___ STORED DATA

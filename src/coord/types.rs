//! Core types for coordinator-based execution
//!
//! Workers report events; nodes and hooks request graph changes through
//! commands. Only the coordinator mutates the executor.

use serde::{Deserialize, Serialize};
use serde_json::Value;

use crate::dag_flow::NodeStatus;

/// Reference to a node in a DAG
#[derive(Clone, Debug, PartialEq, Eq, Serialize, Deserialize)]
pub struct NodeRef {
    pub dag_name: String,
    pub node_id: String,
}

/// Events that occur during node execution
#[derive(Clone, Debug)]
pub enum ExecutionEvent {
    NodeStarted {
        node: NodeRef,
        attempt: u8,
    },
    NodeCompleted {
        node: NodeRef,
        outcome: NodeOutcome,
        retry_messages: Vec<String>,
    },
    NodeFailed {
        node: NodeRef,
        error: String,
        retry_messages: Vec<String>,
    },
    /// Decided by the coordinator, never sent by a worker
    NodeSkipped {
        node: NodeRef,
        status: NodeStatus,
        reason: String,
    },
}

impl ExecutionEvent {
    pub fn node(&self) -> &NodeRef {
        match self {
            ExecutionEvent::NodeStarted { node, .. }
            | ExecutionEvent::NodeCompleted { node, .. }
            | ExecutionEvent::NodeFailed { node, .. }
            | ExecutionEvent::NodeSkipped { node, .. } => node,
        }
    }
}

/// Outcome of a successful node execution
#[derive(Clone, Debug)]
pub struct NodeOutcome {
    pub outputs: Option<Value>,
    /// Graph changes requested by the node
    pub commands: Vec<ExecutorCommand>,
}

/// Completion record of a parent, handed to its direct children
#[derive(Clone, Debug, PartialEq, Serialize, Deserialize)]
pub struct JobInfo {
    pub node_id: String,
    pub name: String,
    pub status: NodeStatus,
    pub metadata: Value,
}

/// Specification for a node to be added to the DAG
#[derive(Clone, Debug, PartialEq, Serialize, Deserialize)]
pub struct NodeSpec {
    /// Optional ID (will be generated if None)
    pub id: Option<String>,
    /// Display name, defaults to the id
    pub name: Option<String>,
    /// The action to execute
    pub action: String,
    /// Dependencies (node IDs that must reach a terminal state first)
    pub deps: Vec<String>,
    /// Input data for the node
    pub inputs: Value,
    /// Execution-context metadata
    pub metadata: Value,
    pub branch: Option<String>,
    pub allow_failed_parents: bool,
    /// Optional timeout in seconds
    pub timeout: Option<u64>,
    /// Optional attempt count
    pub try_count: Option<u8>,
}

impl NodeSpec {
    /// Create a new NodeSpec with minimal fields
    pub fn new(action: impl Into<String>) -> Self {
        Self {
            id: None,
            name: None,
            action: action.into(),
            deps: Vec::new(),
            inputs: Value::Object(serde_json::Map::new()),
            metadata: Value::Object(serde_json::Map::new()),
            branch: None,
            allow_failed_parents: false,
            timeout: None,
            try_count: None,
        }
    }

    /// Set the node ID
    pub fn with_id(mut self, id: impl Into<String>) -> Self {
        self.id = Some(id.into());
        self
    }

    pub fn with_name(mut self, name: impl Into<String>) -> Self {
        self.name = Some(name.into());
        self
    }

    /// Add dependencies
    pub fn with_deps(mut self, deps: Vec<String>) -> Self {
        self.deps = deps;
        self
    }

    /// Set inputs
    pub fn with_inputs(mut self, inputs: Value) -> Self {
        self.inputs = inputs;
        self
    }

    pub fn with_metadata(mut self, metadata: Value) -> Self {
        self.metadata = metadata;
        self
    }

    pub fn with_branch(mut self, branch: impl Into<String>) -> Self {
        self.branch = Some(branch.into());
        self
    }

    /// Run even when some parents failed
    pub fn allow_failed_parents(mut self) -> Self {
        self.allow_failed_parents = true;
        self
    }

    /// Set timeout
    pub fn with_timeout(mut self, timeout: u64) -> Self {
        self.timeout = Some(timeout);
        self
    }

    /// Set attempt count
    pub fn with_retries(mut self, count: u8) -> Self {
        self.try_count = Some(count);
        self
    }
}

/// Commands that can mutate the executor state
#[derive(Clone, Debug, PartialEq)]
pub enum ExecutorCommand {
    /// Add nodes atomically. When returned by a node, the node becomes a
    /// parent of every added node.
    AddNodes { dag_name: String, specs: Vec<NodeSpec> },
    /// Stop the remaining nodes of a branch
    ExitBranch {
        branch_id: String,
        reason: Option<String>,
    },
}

______

BRIEF — From the entries above, show each line that includes the string "ExecutionEvent".

YOUR RESPONSE —
pub enum ExecutionEvent {
impl ExecutionEvent {
            ExecutionEvent::NodeStarted { node, .. }
            | ExecutionEvent::NodeCompleted { node, .. }
            | ExecutionEvent::NodeFailed { node, .. }
            | ExecutionEvent::NodeSkipped { node, .. } => node,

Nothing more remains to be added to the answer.